(Records from a data collection)
++++++++++

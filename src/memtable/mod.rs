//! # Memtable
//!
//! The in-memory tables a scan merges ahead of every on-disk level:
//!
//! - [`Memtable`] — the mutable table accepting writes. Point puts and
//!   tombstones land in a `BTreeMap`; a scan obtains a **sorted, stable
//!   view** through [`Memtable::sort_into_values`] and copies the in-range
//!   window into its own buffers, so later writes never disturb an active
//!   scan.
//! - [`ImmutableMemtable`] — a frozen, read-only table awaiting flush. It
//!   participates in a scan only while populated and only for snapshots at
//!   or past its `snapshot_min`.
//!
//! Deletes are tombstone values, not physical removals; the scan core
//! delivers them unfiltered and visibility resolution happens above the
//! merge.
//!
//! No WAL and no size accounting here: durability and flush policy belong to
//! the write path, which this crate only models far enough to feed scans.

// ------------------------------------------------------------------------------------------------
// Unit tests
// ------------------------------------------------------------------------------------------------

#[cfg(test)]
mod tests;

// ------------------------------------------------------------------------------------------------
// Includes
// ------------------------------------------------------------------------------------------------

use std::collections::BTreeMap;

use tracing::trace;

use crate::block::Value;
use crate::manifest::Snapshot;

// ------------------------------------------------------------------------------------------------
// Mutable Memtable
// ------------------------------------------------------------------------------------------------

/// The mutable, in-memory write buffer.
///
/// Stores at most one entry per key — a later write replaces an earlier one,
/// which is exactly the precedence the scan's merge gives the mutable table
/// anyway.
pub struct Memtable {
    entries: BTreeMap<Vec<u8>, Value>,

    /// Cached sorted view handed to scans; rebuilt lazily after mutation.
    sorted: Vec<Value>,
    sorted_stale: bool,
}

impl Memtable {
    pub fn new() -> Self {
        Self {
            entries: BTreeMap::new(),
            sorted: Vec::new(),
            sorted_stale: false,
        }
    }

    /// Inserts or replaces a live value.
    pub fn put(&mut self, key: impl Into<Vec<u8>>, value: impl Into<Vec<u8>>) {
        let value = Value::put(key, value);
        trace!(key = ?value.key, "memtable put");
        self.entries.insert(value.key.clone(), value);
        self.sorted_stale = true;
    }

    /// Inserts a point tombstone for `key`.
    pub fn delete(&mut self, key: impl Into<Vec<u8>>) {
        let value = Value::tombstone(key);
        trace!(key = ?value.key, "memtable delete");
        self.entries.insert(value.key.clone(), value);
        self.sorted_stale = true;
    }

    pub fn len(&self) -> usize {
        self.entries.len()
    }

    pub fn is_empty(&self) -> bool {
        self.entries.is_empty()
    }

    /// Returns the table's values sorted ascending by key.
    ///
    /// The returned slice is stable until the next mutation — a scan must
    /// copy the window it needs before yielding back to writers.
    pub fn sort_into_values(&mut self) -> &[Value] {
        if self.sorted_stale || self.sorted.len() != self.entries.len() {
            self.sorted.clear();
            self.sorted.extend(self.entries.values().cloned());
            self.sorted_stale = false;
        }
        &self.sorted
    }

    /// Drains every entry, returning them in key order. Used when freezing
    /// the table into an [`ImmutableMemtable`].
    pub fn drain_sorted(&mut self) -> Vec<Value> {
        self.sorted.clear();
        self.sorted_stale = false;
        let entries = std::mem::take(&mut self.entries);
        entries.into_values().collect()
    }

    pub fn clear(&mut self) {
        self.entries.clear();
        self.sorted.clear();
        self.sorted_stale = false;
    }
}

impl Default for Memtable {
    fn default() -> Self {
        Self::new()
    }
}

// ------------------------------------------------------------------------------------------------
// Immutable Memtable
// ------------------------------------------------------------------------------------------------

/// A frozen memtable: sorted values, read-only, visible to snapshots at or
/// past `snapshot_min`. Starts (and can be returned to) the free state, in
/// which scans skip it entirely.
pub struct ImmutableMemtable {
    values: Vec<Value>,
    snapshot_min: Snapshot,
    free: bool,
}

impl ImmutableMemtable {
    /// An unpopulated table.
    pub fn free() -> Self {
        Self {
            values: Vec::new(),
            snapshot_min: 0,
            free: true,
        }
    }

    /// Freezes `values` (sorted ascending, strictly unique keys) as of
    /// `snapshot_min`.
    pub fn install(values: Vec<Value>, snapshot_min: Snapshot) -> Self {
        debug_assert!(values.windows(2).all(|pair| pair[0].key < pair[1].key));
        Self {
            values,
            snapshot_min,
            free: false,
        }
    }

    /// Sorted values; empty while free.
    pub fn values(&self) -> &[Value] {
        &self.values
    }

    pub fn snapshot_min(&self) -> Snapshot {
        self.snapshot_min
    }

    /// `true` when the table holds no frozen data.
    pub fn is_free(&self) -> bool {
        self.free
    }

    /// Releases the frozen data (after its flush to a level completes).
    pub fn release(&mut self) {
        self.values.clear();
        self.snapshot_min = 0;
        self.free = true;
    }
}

++++++++++

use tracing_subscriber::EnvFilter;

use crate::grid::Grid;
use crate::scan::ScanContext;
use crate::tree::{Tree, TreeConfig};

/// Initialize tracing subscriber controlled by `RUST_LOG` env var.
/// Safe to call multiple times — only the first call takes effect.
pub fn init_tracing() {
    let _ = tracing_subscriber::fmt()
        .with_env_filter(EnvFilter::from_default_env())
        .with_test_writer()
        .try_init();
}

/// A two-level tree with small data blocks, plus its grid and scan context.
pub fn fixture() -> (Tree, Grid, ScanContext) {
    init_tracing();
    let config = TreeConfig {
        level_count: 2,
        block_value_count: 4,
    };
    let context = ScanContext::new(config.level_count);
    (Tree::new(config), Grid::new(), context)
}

++++++++++

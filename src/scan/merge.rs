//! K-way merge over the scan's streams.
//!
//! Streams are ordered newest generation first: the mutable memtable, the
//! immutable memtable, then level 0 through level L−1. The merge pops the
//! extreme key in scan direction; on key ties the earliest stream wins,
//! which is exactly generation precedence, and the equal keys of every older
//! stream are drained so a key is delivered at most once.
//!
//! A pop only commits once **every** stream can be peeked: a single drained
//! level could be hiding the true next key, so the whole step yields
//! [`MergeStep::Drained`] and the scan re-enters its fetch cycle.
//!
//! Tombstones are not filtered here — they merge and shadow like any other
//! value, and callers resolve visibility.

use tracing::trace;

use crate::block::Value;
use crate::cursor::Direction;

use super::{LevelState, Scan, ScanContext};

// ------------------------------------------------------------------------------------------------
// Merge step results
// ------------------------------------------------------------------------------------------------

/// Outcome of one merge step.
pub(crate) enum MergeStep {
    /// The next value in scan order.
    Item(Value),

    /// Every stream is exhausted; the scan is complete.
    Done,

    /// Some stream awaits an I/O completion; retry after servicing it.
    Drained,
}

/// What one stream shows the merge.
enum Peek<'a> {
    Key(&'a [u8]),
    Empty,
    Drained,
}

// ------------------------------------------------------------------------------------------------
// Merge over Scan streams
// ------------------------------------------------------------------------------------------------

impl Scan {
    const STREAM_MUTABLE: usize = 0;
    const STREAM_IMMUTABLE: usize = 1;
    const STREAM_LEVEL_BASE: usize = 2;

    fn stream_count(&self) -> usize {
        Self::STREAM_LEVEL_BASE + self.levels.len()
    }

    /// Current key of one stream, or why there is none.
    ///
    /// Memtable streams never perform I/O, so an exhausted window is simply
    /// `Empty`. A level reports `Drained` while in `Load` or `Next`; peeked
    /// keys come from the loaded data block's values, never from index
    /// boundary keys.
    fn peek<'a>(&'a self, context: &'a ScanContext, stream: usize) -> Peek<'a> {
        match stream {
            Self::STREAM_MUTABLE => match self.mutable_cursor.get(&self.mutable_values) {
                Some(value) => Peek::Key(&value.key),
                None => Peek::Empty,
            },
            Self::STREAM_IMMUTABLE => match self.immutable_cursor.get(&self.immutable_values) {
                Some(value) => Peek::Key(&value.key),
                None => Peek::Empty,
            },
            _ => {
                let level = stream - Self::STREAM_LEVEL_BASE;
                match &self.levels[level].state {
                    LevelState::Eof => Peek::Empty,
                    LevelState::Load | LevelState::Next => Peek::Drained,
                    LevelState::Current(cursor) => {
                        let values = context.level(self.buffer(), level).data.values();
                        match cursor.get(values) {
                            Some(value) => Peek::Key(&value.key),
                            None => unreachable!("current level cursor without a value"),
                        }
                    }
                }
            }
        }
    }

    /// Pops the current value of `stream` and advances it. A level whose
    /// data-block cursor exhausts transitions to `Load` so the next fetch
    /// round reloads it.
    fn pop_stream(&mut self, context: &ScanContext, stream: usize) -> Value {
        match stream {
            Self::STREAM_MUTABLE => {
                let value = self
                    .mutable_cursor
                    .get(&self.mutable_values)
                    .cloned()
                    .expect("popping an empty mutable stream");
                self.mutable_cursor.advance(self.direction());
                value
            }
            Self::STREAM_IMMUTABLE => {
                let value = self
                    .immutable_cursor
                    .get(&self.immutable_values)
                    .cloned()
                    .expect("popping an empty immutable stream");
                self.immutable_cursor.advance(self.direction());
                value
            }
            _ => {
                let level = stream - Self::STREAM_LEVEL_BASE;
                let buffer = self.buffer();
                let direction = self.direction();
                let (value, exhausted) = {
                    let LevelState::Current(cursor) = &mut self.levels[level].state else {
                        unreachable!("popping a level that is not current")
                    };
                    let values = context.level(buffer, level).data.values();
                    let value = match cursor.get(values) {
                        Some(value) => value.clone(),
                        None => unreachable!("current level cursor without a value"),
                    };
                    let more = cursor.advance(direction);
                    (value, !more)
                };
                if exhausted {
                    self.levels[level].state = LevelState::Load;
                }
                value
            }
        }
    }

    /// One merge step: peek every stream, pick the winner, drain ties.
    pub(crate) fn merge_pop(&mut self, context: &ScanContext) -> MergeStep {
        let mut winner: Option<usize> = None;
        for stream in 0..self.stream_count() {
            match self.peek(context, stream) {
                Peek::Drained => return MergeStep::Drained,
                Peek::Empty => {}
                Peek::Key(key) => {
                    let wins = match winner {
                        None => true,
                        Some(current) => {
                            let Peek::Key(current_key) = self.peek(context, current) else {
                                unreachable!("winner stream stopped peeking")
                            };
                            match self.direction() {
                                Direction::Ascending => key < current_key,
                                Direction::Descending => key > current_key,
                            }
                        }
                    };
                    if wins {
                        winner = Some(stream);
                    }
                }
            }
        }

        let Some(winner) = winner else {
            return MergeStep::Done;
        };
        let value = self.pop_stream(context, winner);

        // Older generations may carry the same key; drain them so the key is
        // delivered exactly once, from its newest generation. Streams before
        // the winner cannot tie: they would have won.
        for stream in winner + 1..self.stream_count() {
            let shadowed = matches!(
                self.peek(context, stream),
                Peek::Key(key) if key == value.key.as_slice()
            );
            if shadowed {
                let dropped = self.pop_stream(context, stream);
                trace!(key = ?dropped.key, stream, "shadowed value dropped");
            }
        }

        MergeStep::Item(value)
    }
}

++++++++++

- Prompt -
Find the lines in the data that include "keys", then copy each of them.

- Task response -
    /// Freezes `values` (sorted ascending, strictly unique keys) as of
//! which is exactly generation precedence, and the equal keys of every older
    /// keys come from the loaded data block's values, never from index
    /// boundary keys.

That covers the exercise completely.